Root Cause Analysis: What's the Point?

Brian Hughes
Tags: root cause analysis, maintenance and reliability, continuous improvement

RCA: Current State

Maintenance and reliability people fix failed equipment regularly, and when the impact of this failure is substantial, a root cause analysis (RCA) is often required. But what’s the point? Once we’ve fixed the issue, shouldn’t we leave well enough alone and get on with our lives? We’ve got enough going on. Why do we need to take multiple people away from their jobs to spend several hours analyzing something that’s in the past?

A root cause analysis (or any analysis) requires an investment of our scarcest resource: time. Why should completing an RCA be how we spend our precious time? The answer to this question might seem obvious, but it’s always worth asking.

We invest in RCAs because, as with any investment, we believe they will yield positive returns. But that’s not always the mindset of those performing these analyses. Many times, we do an RCA because it’s mandated by leadership. Those investigating don’t believe it’s worth the time, but it must be done because, you know, those are the rules. So, the standard becomes the “minimum viable product” that gets the boss to sign off that the RCA was completed.

This is not the way to run an effective RCA program. RCA done this way achieves very few results and can do more harm than good. It becomes a tax on time, resulting in little added value and a considerable amount of negative feelings. But it doesn’t have to be this way. Having a trusted process and set of tools is necessary for developing a successful RCA process. But we first need to establish why anyone would want or need to invest their time and money in RCA.

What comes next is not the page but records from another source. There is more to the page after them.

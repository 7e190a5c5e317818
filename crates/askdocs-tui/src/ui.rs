use askdocs_core::{ChatRole, Theme, DEFAULT_PROMPTS, KNOWN_SOURCES};
use ratatui::{
    Frame,
    layout::{Alignment, Constraint, Layout, Rect},
    style::{Color, Modifier, Style, Stylize},
    text::{Line, Span, Text},
    widgets::{Block, Borders, List, ListItem, Paragraph, Wrap},
};

use crate::app::{App, FocusPane, InputMode, Screen, APP_TITLE, INPUT_PLACEHOLDER};

/// Colors for one theme
struct Palette {
    accent: Color,
    user: Color,
    assistant: Color,
    muted: Color,
    border: Color,
    error: Color,
    bar_bg: Color,
    bar_fg: Color,
    highlight_bg: Color,
    highlight_fg: Color,
}

impl Palette {
    fn for_theme(theme: Theme) -> Self {
        match theme {
            Theme::Light => Self {
                accent: Color::Blue,
                user: Color::Blue,
                assistant: Color::Magenta,
                muted: Color::DarkGray,
                border: Color::Gray,
                error: Color::Red,
                bar_bg: Color::Gray,
                bar_fg: Color::Black,
                highlight_bg: Color::Blue,
                highlight_fg: Color::White,
            },
            Theme::Dark => Self {
                accent: Color::Cyan,
                user: Color::Cyan,
                assistant: Color::Yellow,
                muted: Color::DarkGray,
                border: Color::DarkGray,
                error: Color::LightRed,
                bar_bg: Color::DarkGray,
                bar_fg: Color::White,
                highlight_bg: Color::Cyan,
                highlight_fg: Color::Black,
            },
        }
    }

    fn border(&self, focused: bool) -> Style {
        Style::default().fg(if focused { self.accent } else { self.border })
    }

    fn highlight(&self) -> Style {
        Style::default()
            .bg(self.highlight_bg)
            .fg(self.highlight_fg)
            .add_modifier(Modifier::BOLD)
    }
}

/// Parse a line of text and convert **bold** markdown to styled spans
fn parse_markdown_line(text: &str) -> Line<'static> {
    let mut spans: Vec<Span<'static>> = Vec::new();
    let mut rest = text;

    while let Some(start) = rest.find("**") {
        let after_open = &rest[start + 2..];
        let Some(end) = after_open.find("**") else {
            break;
        };
        if end == 0 {
            // "****" is not bold text
            spans.push(Span::raw(rest[..start + 4].to_string()));
            rest = &after_open[2..];
            continue;
        }
        if start > 0 {
            spans.push(Span::raw(rest[..start].to_string()));
        }
        spans.push(Span::styled(
            after_open[..end].to_string(),
            Style::default().add_modifier(Modifier::BOLD),
        ));
        rest = &after_open[end + 2..];
    }

    if !rest.is_empty() {
        spans.push(Span::raw(rest.to_string()));
    }

    Line::from(spans)
}

pub fn render(app: &mut App, frame: &mut Frame) {
    let area = frame.area();
    let palette = Palette::for_theme(app.theme());

    // Main layout: header, body, footer
    let [header_area, body_area, footer_area] = Layout::vertical([
        Constraint::Length(1),
        Constraint::Min(0),
        Constraint::Length(1),
    ])
    .areas(area);

    render_header(app, &palette, frame, header_area);

    match app.screen {
        Screen::Home => render_home_screen(app, &palette, frame, body_area),
        Screen::Ask => render_ask_screen(app, &palette, frame, body_area),
    }

    render_footer(app, &palette, frame, footer_area);
}

fn render_header(app: &App, palette: &Palette, frame: &mut Frame, area: Rect) {
    let mut spans = vec![
        Span::styled(format!(" {} ", APP_TITLE), Style::default().fg(palette.bar_fg).bold()),
        Span::styled(
            format!("v{}", env!("CARGO_PKG_VERSION")),
            Style::default().fg(palette.muted),
        ),
    ];

    if app.screen == Screen::Ask {
        spans.push(Span::styled(
            format!("  {}", app.client.ask_url()),
            Style::default().fg(palette.muted),
        ));
    }

    let header = Paragraph::new(Line::from(spans)).style(Style::default().bg(palette.bar_bg));
    frame.render_widget(header, area);
}

fn render_footer(app: &App, palette: &Palette, frame: &mut Frame, area: Rect) {
    let mode_style = match app.input_mode {
        InputMode::Normal => Style::default().bg(Color::Blue).fg(Color::White),
        InputMode::Editing => Style::default().bg(Color::Yellow).fg(Color::Black),
    };
    let mode_text = match (app.screen, app.input_mode) {
        (Screen::Home, _) => " HOME ",
        (Screen::Ask, InputMode::Editing) => " INPUT ",
        (Screen::Ask, InputMode::Normal) => " CHAT ",
    };

    let key_style = Style::default().bg(palette.bar_bg).fg(palette.bar_fg);
    let label_style = Style::default();
    let hint = |key: &'static str, label: &'static str| {
        [
            Span::styled(format!(" {} ", key), key_style),
            Span::styled(format!(" {} ", label), label_style),
        ]
    };

    let mut hints: Vec<Span> = Vec::new();
    match (app.screen, app.input_mode) {
        (Screen::Home, _) => {
            hints.extend(hint("Enter", "start chatting"));
            hints.extend(hint("g", "docs & code"));
            hints.extend(hint("T", "theme"));
            hints.extend(hint("q", "quit"));
        }
        (Screen::Ask, InputMode::Editing) => {
            hints.extend(hint("Enter", "send"));
            hints.extend(hint("Tab", "focus"));
            hints.extend(hint("Esc", "stop typing"));
        }
        (Screen::Ask, InputMode::Normal) => {
            hints.extend(hint("Tab", "focus"));
            match app.focus {
                FocusPane::Transcript => hints.extend(hint("j/k", "scroll")),
                FocusPane::Prompts => {
                    hints.extend(hint("j/k", "nav"));
                    hints.extend(hint("Enter", "ask"));
                }
                FocusPane::Sources => {
                    hints.extend(hint("j/k", "nav"));
                    hints.extend(hint("Enter", "open"));
                }
                FocusPane::Input => hints.extend(hint("Enter", "edit")),
            }
            hints.extend(hint("i", "type"));
            if !app.conversation.is_empty() && !app.conversation.is_loading() {
                hints.extend(hint("C", "clear"));
                hints.extend(hint("y", "copy answer"));
            }
            hints.extend(hint("T", "theme"));
            hints.extend(hint("Esc", "back"));
        }
    }

    let mut spans = vec![Span::styled(mode_text, mode_style), Span::raw(" ")];
    spans.extend(hints);
    if let Some(notice) = &app.notice {
        spans.push(Span::styled(format!(" {}", notice), Style::default().fg(palette.muted)));
    }

    frame.render_widget(Paragraph::new(Line::from(spans)), area);
}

Let’s talk for a minute about our current reality. At this moment, we are on an elevator of technological progress, exponentially accelerating upward. Take the progress of the wheel, for example; the wheel was first invented around 5,200 B.C., and it was likely used for pottery, not carts. It took nearly a thousand years for the wheel to be used for transportation, and it wasn’t until the 19th century that we started seeing powered vehicles. Now, as we approach the end of the first quarter of the 21^st century, we find that cars can almost drive themselves.

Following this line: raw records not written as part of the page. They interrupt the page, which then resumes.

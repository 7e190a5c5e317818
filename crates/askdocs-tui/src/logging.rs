use std::path::Path;

use anyhow::Result;
use tracing_appender::non_blocking::{NonBlocking, WorkerGuard};
use tracing_appender::rolling::{RollingFileAppender, Rotation};
use tracing_subscriber::layer::SubscriberExt;
use tracing_subscriber::util::SubscriberInitExt;
use tracing_subscriber::{EnvFilter, Registry};

pub const LOG_FILE_NAME: &str = "askdocs.log";

/// Send logs to a file in `log_dir`; the terminal belongs to the UI.
///
/// `RUST_LOG` wins when set, otherwise `-v` raises the level from warn. The
/// returned guard must stay alive until exit so buffered lines get flushed.
pub fn setup_logging(log_dir: &Path, verbose: u8) -> Result<WorkerGuard> {
    let env_filter = EnvFilter::try_from_default_env()
        .unwrap_or_else(|_| EnvFilter::new(default_directive(verbose)));

    std::fs::create_dir_all(log_dir)?;
    let appender = RollingFileAppender::new(Rotation::NEVER, log_dir, LOG_FILE_NAME);
    let (non_blocking, guard) = NonBlocking::new(appender);
    let file_layer = tracing_subscriber::fmt::layer()
        .with_writer(non_blocking)
        .with_ansi(false);

    Registry::default().with(env_filter).with(file_layer).try_init()?;

    Ok(guard)
}

fn default_directive(verbose: u8) -> &'static str {
    match verbose {
        0 => "warn",
        1 => "info,askdocs_core=info,askdocs=info",
        2 => "info,askdocs_core=debug,askdocs=debug",
        _ => "debug,askdocs_core=trace,askdocs=trace",
    }
}
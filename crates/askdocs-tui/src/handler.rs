use anyhow::{Context, Result};
use crossterm::event::{KeyCode, KeyEvent, KeyModifiers, MouseEvent, MouseEventKind};
use ratatui::layout::Rect;
use tracing::{debug, warn};

use crate::app::{App, FocusPane, InputMode, Screen};
use crate::tui::AppEvent;

pub fn handle_event(app: &mut App, event: AppEvent) -> Result<()> {
    match event {
        AppEvent::Key(key) => handle_key(app, key),
        AppEvent::Mouse(mouse) => handle_mouse(app, mouse),
        AppEvent::Resize(_, _) => {}
        AppEvent::Tick => app.tick_animation(),
        AppEvent::Reply(reply) => app.apply_reply(reply),
    }
    Ok(())
}

fn handle_key(app: &mut App, key: KeyEvent) {
    // Global keys that work in any mode
    if key.code == KeyCode::Char('c') && key.modifiers.contains(KeyModifiers::CONTROL) {
        app.should_quit = true;
        return;
    }

    match (app.screen, app.input_mode) {
        (Screen::Home, _) => handle_home(app, key),
        (Screen::Ask, InputMode::Editing) => handle_ask_editing(app, key),
        (Screen::Ask, InputMode::Normal) => handle_ask_normal(app, key),
    }
}

fn handle_home(app: &mut App, key: KeyEvent) {
    match key.code {
        KeyCode::Char('q') | KeyCode::Esc => app.should_quit = true,
        KeyCode::Enter | KeyCode::Char('a') => app.open_chat(),
        KeyCode::Char('g') => {
            let url = app.config.repository_url.clone();
            open_link(app, &url);
        }
        KeyCode::Char('T') => app.toggle_theme(),
        _ => {}
    }
}

fn handle_ask_editing(app: &mut App, key: KeyEvent) {
    match key.code {
        KeyCode::Esc => {
            app.input_mode = InputMode::Normal;
            app.focus = if app.conversation.is_empty() {
                FocusPane::Prompts
            } else {
                FocusPane::Transcript
            };
        }
        KeyCode::Tab => app.cycle_focus(),
        KeyCode::Enter => app.submit_input(),
        // The input box is disabled while an answer streams in
        _ if app.conversation.is_loading() => {}
        KeyCode::Backspace => app.delete_char_before_cursor(),
        KeyCode::Delete => app.delete_char_at_cursor(),
        KeyCode::Left => app.move_cursor_left(),
        KeyCode::Right => app.move_cursor_right(),
        KeyCode::Home => app.move_cursor_home(),
        KeyCode::End => app.move_cursor_end(),
        KeyCode::Char(c) => app.insert_char(c),
        _ => {}
    }
}

fn handle_ask_normal(app: &mut App, key: KeyEvent) {
    let half_page = (app.chat_height / 2).max(1);

    match key.code {
        KeyCode::Char('q') => app.should_quit = true,

        // Dismiss the error banner first, then leave for the home screen
        KeyCode::Esc => {
            if app.conversation.error().is_some() {
                app.conversation.dismiss_error();
            } else {
                app.screen = Screen::Home;
            }
        }

        KeyCode::Tab => app.cycle_focus(),
        KeyCode::Char('i') | KeyCode::Char('/') => {
            app.focus = FocusPane::Input;
            app.input_mode = InputMode::Editing;
            app.move_cursor_end();
        }

        KeyCode::Char('C') => app.clear_conversation(),
        KeyCode::Char('T') => app.toggle_theme(),
        KeyCode::Char('y') => {
            if let Some(answer) = app.last_answer().map(str::to_owned) {
                copy_to_clipboard(app, &answer);
            }
        }

        // Half-page scroll (must be before plain 'd'/'u' if those get bound)
        KeyCode::Char('d') if key.modifiers.contains(KeyModifiers::CONTROL) => {
            app.scroll_chat_down(half_page);
        }
        KeyCode::Char('u') if key.modifiers.contains(KeyModifiers::CONTROL) => {
            app.scroll_chat_up(half_page);
        }

        KeyCode::Char('j') | KeyCode::Down => match app.focus {
            FocusPane::Transcript => app.scroll_chat_down(1),
            FocusPane::Prompts => app.prompt_nav_down(),
            FocusPane::Sources => app.source_nav_down(),
            FocusPane::Input => {}
        },
        KeyCode::Char('k') | KeyCode::Up => match app.focus {
            FocusPane::Transcript => app.scroll_chat_up(1),
            FocusPane::Prompts => app.prompt_nav_up(),
            FocusPane::Sources => app.source_nav_up(),
            FocusPane::Input => {}
        },
        KeyCode::Char('g') => app.chat_scroll = 0,
        KeyCode::Char('G') => app.scroll_chat_to_bottom(),

        KeyCode::Enter => match app.focus {
            FocusPane::Prompts => app.submit_selected_prompt(),
            FocusPane::Sources => {
                if let Some(url) = app.selected_source_url() {
                    open_link(app, &url);
                }
            }
            FocusPane::Input => {
                app.input_mode = InputMode::Editing;
            }
            FocusPane::Transcript => {}
        },

        _ => {}
    }
}

/// Check if a point is within a rectangle
fn point_in_rect(x: u16, y: u16, rect: Rect) -> bool {
    x >= rect.x && x < rect.x + rect.width && y >= rect.y && y < rect.y + rect.height
}

fn handle_mouse(app: &mut App, mouse: MouseEvent) {
    if app.screen != Screen::Ask {
        return;
    }

    let x = mouse.column;
    let y = mouse.row;
    let in_sources = app.sources_area.map(|r| point_in_rect(x, y, r)).unwrap_or(false);

    match mouse.kind {
        MouseEventKind::ScrollDown => {
            if in_sources {
                app.source_nav_down();
            } else {
                app.scroll_chat_down(3);
            }
        }
        MouseEventKind::ScrollUp => {
            if in_sources {
                app.source_nav_up();
            } else {
                app.scroll_chat_up(3);
            }
        }
        _ => {}
    }
}

fn open_link(app: &mut App, url: &str) {
    match open_url(url) {
        Ok(()) => app.notice = Some(format!("Opened {}", url)),
        Err(err) => {
            warn!(%url, error = %err, "could not open link");
            app.notice = Some(format!("Could not open {}", url));
        }
    }
}

/// Open a URL with the platform's default handler
pub fn open_url(url: &str) -> Result<()> {
    use std::process::{Command, Stdio};

    let mut command = if cfg!(target_os = "macos") {
        Command::new("open")
    } else if cfg!(target_os = "windows") {
        let mut command = Command::new("cmd");
        command.args(["/C", "start", ""]);
        command
    } else {
        Command::new("xdg-open")
    };

    debug!(%url, "opening link");
    command
        .arg(url)
        .stdin(Stdio::null())
        .stdout(Stdio::null())
        .stderr(Stdio::null())
        .spawn()
        .with_context(|| format!("failed to launch opener for {}", url))?;
    Ok(())
}

fn copy_to_clipboard(app: &mut App, text: &str) {
    let (program, args): (&str, &[&str]) = if cfg!(target_os = "macos") {
        ("pbcopy", &[])
    } else if cfg!(target_os = "windows") {
        ("clip", &[])
    } else {
        ("xclip", &["-selection", "clipboard"])
    };

    match pipe_to_command(program, args, text) {
        Ok(()) => app.notice = Some("Copied answer to clipboard".to_string()),
        Err(err) => {
            warn!(program, error = %err, "clipboard copy failed");
            app.notice = Some(format!("Clipboard unavailable ({})", program));
        }
    }
}

/// Feed `text` to the command's stdin and wait for it to exit successfully.
fn pipe_to_command(program: &str, args: &[&str], text: &str) -> Result<()> {
    use std::io::Write;
    use std::process::{Command, Stdio};

    let mut child = Command::new(program)
        .args(args)
        .stdin(Stdio::piped())
        .stdout(Stdio::null())
        .stderr(Stdio::null())
        .spawn()?;

    let written = match child.stdin.take() {
        // stdin is dropped at the end of this arm so the command sees EOF
        Some(mut stdin) => stdin.write_all(text.as_bytes()),
        None => Ok(()),
    };
    let status = child.wait()?;
    written?;

    if !status.success() {
        anyhow::bail!("{} exited with {}", program, status);
    }
    Ok(())
}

Most of the advancements in technology happened within the last 150 years or so. If the 7,000 years since the first wheel equated to one hour, nearly all the serious progress would have occurred in the final minute. And that progress continues to accelerate.

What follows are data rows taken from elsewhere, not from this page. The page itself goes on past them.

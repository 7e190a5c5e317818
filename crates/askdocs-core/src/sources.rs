/// A document the assistant answers from, served by the web frontend
#[derive(Debug, Clone, Copy, PartialEq, Eq)]
pub struct Source {
    pub name: &'static str,
    pub filename: &'static str,
}

impl Source {
    /// Link to the document under the configured files URL
    pub fn url(&self, files_url: &str) -> String {
        format!("{}/{}", files_url.trim_end_matches('/'), self.filename)
    }
}

// There is no listing endpoint, so the indexed documents are known up front.
pub static KNOWN_SOURCES: [Source; 4] = [
    Source {
        name: "Air France Presentation",
        filename: "air-france-presentation.pdf",
    },
    Source {
        name: "Aeronautics Introduction",
        filename: "aeronautics-introduction.pdf",
    },
    Source {
        name: "Barfield TT1200A Specifications",
        filename: "barfield-tt1200a.pdf",
    },
    Source {
        name: "Attention Is All You Need",
        filename: "attention-is-all-you-need.pdf",
    },
];
#[cfg(test)]
mod tests {
    use super::*;
    use serde_json::json;

    fn params() -> Vec<ModelParameter> {
        vec![
            ModelParameter::new("A", 1.0, 5.0, Some(2.5)),
            ModelParameter::new("B", 1.0, 3.0, Some(2.0)),
        ]
    }

    fn data() -> Vec<DataPoint> {
        vec![DataPoint::new("1", 1.5, 0.05), DataPoint::new("2", 2.5, 0.05)]
    }

    #[test]
    fn test_inverted_bounds_rejected() {
        let p = ModelParameter::new("A", 3.0, 1.0, None);
        assert!(matches!(p.check(), Err(ConfigError::InvalidBounds { .. })));
    }

    #[test]
    fn test_ext_real_set_list_form() {
        let ext = ExternalRealizationSet::from_value(&json!([
            {"A": [2.0, 3.0], "B": [1.5, 2.5]},
            {"1": [1.0, 1.1], "2": [2.0, 2.1]}
        ]))
        .unwrap();
        let (sam, mods) = ext.validate(&params(), &data()).unwrap();
        assert_eq!(sam, vec![vec![2.0, 1.5], vec![3.0, 2.5]]);
        assert_eq!(mods.column(&DataIdx::from("2")).unwrap(), &[2.0, 2.1]);
    }

    #[test]
    fn test_ext_real_set_errors() {
        let three = ExternalRealizationSet::from_value(&json!([1, 1, 1]));
        assert!(matches!(three, Err(HistMatchError::Shape(_))));

        let no_sam = ExternalRealizationSet::from_value(&json!({"mod_set": 1}));
        assert!(matches!(no_sam, Err(HistMatchError::Input(_))));

        let scalar = ExternalRealizationSet::from_value(&json!(1));
        assert!(matches!(scalar, Err(HistMatchError::Input(_))));

        let list_members = ExternalRealizationSet::from_value(&json!([[1.0, 1.0], [1.0, 1.0]]));
        assert!(matches!(list_members, Err(HistMatchError::Type(_))));

        let uneven = ExternalRealizationSet::from_value(&json!([
            {"A": [2.0], "B": [1.5]},
            {"1": [1.0, 1.1], "2": [2.0, 2.1]}
        ]))
        .unwrap();
        assert!(matches!(
            uneven.validate(&params(), &data()),
            Err(HistMatchError::Shape(_))
        ));

        let wrong_key = ExternalRealizationSet::from_value(&json!([
            {"A": [2.0], "C": [1.5]},
            {"1": [1.0], "2": [2.0]}
        ]))
        .unwrap();
        assert!(matches!(
            wrong_key.validate(&params(), &data()),
            Err(HistMatchError::Input(_))
        ));
    }

    #[test]
    fn test_parse_par_sets_shapes() {
        let p = params();
        assert_eq!(parse_par_sets(&json!([2.5, 2.0]), &p).unwrap().len(), 1);
        assert_eq!(
            parse_par_sets(&json!([[2.5, 2.0], [3.0, 1.5]]), &p).unwrap().len(),
            2
        );
        assert_eq!(
            parse_par_sets(&json!({"A": [2.5, 3.0], "B": [2.0, 1.5]}), &p).unwrap(),
            vec![vec![2.5, 2.0], vec![3.0, 1.5]]
        );
        assert!(matches!(
            parse_par_sets(&json!([[[2.5, 2.0]]]), &p),
            Err(HistMatchError::Shape(_))
        ));
        assert!(matches!(
            parse_par_sets(&json!([2.5, 2.0, 1.0]), &p),
            Err(HistMatchError::Shape(_))
        ));
    }

    #[test]
    fn test_two_sided_err_var() {
        let mut d = DataPoint::new("1", 1.0, 0.1);
        d.err_upper = 0.3;
        assert!((d.err_var(2.0) - 0.09).abs() < 1e-12);
        assert!((d.err_var(0.5) - 0.01).abs() < 1e-12);
    }
}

Figure 1. Vehicle Complexity Over Time - Click to Enlarge

So, what does that mean? Problems, and lots of them. Our drive to advance technology is spawning more problems of greater complexity that require solutions in a shorter amount of time. Of course, people in different industries will experience this phenomenon to different degrees; it’s not the same for everyone. But it is happening universally, and if we don’t find a way to become great at solving these problems quickly, there may come a time in our not-so-distant future when these problems overwhelm us.

So, what’s the point behind root cause analysis? RCA processes and tools allow us to solve difficult or “wicked” problems better and faster. These problems are often bigger than any single person. None of us has a monopoly on knowledge. We need to bring others into the mix to overcome gaps in what we think we know. At its best, RCA allows groups of diverse experts to quickly learn from each other to explain how the problem happened and what should be done to prevent future incidents.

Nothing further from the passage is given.